▸ **Data for analysis**

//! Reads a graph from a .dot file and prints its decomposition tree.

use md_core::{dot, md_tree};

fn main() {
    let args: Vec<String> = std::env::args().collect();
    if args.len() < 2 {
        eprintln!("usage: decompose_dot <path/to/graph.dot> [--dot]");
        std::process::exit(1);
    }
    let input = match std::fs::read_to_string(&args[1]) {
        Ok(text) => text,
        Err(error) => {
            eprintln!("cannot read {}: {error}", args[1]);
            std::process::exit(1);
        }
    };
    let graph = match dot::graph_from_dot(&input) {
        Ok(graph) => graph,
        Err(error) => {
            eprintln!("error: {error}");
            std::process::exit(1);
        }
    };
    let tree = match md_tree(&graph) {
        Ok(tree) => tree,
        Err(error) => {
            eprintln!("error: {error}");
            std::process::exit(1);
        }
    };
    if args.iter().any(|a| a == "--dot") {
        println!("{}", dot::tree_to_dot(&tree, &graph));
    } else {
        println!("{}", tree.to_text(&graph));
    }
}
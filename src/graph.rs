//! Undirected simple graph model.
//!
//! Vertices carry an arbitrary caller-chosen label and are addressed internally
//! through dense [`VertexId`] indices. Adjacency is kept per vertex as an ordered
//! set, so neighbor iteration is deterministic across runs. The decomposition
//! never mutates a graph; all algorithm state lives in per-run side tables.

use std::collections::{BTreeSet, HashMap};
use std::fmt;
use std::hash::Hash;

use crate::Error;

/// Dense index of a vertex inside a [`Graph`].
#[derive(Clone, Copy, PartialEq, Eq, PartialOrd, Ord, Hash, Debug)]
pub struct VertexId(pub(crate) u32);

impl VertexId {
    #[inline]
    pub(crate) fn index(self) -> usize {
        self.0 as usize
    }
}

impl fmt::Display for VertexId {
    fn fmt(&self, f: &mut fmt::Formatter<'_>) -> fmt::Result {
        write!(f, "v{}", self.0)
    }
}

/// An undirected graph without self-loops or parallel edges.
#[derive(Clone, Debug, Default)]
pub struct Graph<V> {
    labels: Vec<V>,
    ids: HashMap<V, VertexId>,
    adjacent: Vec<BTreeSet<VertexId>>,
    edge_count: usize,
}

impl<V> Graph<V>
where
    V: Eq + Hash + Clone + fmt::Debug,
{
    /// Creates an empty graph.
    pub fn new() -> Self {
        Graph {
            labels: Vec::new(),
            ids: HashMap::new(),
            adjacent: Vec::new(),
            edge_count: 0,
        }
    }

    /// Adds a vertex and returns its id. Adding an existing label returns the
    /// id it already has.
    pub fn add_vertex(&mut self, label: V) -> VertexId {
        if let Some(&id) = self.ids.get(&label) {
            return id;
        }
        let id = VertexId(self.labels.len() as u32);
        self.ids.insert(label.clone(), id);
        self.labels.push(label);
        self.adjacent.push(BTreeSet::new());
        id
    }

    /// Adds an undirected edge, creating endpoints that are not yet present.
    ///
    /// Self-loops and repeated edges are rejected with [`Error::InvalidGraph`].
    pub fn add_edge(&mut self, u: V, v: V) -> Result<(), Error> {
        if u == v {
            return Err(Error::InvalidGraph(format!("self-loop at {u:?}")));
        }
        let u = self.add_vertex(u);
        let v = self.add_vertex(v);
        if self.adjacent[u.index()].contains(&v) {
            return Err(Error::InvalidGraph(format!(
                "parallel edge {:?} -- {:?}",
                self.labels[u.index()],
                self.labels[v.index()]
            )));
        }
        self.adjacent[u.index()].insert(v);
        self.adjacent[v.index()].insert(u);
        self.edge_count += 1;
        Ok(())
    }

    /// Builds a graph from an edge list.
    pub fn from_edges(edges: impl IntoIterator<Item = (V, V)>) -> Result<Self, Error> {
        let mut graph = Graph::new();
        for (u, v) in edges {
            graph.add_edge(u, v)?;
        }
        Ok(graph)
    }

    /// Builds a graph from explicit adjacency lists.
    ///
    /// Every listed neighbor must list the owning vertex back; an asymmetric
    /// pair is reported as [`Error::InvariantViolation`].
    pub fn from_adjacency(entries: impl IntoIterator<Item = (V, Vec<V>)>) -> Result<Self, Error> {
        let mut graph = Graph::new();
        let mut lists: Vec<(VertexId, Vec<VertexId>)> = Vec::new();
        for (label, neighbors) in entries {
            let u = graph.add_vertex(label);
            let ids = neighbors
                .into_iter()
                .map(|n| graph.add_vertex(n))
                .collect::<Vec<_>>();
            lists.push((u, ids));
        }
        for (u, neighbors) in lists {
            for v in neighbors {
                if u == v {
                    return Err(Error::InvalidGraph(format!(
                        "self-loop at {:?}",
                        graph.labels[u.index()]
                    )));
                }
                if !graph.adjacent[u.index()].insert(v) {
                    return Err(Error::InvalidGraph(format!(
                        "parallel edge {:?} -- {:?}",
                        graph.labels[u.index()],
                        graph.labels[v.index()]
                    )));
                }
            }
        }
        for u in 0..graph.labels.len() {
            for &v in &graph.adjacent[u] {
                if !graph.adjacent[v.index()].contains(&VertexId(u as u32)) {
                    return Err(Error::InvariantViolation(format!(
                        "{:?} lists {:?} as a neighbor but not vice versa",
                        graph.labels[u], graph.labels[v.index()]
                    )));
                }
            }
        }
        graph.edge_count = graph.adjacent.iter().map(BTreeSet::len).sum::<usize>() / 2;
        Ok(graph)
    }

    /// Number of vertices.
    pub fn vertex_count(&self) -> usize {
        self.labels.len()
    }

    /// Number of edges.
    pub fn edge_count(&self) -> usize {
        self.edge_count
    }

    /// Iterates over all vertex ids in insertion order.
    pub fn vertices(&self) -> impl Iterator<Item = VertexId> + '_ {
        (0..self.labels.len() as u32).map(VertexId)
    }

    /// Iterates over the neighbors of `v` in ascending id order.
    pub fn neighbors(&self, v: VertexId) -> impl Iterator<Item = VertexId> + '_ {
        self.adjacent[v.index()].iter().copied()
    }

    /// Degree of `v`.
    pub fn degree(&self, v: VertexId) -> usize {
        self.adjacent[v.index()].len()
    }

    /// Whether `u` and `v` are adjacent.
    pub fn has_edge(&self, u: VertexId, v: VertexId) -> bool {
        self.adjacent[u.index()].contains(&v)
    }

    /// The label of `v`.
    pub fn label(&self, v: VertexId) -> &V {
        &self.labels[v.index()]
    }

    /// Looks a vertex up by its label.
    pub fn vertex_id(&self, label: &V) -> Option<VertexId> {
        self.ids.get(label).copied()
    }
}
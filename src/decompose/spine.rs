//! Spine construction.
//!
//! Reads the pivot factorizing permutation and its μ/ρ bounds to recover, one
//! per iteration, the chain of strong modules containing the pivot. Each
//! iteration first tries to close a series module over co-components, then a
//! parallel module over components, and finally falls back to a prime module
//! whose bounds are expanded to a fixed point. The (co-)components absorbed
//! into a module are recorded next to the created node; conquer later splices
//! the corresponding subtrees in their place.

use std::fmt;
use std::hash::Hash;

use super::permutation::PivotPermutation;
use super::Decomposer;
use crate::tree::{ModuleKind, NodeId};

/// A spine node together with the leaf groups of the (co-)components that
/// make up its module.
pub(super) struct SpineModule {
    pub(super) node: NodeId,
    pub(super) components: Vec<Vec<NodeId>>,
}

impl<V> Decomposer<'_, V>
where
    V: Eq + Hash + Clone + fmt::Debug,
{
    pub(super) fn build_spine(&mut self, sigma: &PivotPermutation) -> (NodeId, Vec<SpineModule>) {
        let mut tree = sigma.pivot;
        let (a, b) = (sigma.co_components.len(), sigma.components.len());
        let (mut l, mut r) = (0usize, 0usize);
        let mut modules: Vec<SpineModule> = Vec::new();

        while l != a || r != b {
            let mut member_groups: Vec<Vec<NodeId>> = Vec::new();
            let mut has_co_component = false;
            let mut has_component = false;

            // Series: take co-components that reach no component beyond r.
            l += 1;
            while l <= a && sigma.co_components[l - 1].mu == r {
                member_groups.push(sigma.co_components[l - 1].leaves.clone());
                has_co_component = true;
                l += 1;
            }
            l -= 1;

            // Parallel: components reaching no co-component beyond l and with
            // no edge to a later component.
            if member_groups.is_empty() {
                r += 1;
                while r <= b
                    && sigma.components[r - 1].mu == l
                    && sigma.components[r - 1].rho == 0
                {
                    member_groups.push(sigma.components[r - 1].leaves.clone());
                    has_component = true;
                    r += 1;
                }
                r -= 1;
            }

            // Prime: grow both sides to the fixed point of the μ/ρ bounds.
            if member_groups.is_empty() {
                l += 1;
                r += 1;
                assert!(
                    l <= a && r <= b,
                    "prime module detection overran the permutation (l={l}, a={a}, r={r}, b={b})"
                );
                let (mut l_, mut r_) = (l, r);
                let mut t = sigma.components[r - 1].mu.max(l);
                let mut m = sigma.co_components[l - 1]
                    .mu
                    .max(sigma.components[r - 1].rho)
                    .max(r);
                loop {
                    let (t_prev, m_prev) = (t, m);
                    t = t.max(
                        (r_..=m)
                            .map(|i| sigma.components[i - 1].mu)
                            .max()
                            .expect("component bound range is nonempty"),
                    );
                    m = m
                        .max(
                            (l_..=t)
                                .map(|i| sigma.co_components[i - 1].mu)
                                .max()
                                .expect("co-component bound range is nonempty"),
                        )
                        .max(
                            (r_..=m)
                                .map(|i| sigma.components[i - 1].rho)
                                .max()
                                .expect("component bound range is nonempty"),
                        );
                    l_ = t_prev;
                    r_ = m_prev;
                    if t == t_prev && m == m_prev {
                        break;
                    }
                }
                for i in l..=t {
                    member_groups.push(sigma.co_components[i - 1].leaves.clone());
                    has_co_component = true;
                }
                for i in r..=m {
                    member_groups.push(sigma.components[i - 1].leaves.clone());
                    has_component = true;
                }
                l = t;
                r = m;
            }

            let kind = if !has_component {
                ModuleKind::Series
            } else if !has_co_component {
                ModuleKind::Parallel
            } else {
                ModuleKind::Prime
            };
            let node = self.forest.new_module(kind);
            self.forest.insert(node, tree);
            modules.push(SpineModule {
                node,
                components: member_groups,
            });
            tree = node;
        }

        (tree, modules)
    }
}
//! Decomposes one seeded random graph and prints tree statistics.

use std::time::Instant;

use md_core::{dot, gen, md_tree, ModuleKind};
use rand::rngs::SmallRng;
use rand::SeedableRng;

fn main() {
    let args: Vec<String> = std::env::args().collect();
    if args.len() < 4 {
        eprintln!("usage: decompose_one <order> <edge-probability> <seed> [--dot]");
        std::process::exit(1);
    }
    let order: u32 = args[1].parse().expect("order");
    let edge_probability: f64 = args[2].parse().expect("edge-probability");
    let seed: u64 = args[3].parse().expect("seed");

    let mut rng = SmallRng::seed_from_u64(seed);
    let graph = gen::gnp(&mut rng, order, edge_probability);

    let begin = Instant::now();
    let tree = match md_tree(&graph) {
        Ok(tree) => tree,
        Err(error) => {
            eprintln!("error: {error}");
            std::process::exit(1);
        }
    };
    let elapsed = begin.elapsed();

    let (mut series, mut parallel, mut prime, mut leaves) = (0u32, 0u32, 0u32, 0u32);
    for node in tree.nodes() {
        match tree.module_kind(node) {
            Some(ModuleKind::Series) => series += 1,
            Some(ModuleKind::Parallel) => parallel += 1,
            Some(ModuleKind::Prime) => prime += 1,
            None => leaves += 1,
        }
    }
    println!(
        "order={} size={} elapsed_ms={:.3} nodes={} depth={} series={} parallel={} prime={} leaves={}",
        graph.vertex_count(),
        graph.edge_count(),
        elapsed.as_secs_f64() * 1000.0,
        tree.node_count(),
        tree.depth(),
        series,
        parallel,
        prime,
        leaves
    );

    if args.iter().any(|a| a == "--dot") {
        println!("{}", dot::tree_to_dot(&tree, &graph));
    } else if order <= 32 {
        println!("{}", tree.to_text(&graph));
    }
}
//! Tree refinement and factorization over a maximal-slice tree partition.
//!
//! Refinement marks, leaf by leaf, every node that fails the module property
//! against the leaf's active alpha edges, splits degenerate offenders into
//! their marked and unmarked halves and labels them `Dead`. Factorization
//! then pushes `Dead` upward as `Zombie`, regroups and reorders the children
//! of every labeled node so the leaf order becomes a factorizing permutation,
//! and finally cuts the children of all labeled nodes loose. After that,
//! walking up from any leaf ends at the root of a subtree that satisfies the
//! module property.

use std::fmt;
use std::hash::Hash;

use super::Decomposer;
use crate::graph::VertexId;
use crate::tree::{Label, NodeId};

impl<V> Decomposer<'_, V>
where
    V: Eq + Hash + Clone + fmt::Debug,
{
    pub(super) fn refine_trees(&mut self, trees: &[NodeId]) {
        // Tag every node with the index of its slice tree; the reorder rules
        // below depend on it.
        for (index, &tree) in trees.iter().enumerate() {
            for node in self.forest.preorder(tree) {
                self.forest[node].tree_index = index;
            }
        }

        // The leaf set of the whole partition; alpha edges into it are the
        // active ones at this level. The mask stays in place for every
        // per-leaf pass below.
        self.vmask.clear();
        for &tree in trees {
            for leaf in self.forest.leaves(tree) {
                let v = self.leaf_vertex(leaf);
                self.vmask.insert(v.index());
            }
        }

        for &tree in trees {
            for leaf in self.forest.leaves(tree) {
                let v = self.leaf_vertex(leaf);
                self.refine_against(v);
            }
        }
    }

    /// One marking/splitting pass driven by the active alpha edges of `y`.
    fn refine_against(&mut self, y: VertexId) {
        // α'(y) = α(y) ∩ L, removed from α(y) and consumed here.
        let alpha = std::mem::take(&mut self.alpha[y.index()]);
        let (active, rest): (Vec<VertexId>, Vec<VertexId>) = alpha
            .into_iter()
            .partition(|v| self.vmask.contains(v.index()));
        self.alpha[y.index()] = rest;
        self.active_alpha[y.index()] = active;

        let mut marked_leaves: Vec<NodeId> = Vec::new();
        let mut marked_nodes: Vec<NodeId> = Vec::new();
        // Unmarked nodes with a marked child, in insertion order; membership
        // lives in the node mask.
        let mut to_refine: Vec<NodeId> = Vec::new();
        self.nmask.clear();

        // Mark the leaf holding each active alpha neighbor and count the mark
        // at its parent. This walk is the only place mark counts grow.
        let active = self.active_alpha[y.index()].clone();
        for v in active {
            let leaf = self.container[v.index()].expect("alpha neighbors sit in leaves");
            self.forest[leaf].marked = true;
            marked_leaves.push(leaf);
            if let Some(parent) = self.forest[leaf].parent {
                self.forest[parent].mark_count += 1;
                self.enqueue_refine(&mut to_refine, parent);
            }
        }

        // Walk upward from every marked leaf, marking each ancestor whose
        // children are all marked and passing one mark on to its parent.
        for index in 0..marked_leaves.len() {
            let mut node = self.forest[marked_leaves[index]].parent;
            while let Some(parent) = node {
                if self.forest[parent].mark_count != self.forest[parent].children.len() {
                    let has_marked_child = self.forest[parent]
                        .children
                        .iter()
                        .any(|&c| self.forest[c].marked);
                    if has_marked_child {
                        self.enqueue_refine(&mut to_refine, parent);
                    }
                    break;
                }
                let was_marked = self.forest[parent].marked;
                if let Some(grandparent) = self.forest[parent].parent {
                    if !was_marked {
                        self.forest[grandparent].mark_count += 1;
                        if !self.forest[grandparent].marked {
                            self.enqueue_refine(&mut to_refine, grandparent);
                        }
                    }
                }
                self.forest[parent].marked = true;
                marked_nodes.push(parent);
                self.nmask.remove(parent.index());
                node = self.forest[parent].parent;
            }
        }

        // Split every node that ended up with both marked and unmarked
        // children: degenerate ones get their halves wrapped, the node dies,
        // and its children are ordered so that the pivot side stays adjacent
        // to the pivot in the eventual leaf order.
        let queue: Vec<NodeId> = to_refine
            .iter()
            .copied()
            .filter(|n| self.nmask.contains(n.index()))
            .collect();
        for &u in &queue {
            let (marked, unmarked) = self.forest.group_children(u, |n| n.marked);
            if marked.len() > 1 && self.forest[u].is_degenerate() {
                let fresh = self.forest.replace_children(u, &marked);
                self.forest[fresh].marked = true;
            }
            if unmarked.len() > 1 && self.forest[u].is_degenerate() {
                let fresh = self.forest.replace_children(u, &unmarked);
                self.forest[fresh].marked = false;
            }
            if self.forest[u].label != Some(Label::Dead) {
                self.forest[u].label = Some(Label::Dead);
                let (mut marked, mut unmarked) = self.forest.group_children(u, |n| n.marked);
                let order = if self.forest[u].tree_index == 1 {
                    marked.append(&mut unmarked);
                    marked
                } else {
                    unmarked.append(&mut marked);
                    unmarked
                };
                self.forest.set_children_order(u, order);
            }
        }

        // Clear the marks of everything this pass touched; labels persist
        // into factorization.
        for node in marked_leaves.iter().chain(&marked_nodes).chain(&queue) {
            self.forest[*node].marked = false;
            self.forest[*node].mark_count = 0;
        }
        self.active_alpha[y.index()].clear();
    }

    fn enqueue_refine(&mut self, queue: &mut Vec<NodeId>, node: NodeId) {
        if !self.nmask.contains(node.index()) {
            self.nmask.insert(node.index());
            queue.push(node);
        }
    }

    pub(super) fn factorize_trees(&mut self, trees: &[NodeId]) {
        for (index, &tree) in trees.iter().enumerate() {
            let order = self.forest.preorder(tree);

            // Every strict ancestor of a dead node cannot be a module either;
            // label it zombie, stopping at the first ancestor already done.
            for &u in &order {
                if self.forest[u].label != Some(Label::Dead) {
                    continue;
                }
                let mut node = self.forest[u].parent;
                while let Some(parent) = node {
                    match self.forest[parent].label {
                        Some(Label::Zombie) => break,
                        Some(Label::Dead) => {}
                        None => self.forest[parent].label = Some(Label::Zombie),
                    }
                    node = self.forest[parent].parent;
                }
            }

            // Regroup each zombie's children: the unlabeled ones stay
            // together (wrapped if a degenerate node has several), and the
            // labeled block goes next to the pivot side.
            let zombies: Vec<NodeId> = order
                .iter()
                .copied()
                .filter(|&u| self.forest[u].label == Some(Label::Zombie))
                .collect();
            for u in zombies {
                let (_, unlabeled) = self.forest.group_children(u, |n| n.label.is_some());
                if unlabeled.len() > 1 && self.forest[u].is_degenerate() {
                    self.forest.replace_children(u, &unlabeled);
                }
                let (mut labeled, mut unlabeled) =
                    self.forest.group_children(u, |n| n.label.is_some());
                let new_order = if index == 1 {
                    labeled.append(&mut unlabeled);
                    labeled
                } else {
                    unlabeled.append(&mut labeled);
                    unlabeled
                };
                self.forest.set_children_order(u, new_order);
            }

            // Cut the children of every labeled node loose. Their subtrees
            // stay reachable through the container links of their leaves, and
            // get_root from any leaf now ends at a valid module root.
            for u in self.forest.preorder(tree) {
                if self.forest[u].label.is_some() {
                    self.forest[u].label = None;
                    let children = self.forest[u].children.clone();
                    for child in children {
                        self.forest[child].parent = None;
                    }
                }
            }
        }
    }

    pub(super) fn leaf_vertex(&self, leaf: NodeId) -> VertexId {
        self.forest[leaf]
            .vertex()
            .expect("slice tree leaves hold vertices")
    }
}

▸ **To do**
For this exercise, please output exactly the lines above starting at the line with "graph.adjacent.iter().map(BTreeSet::len).sum::<usize>() / 2;" and ending at the line with "in insertion order.", ends included.

▸ **Solved problem**
        graph.edge_count = graph.adjacent.iter().map(BTreeSet::len).sum::<usize>() / 2;
        Ok(graph)
    }

    /// Number of vertices.
    pub fn vertex_count(&self) -> usize {
        self.labels.len()
    }

    /// Number of edges.
    pub fn edge_count(&self) -> usize {
        self.edge_count
    }

    /// Iterates over all vertex ids in insertion order.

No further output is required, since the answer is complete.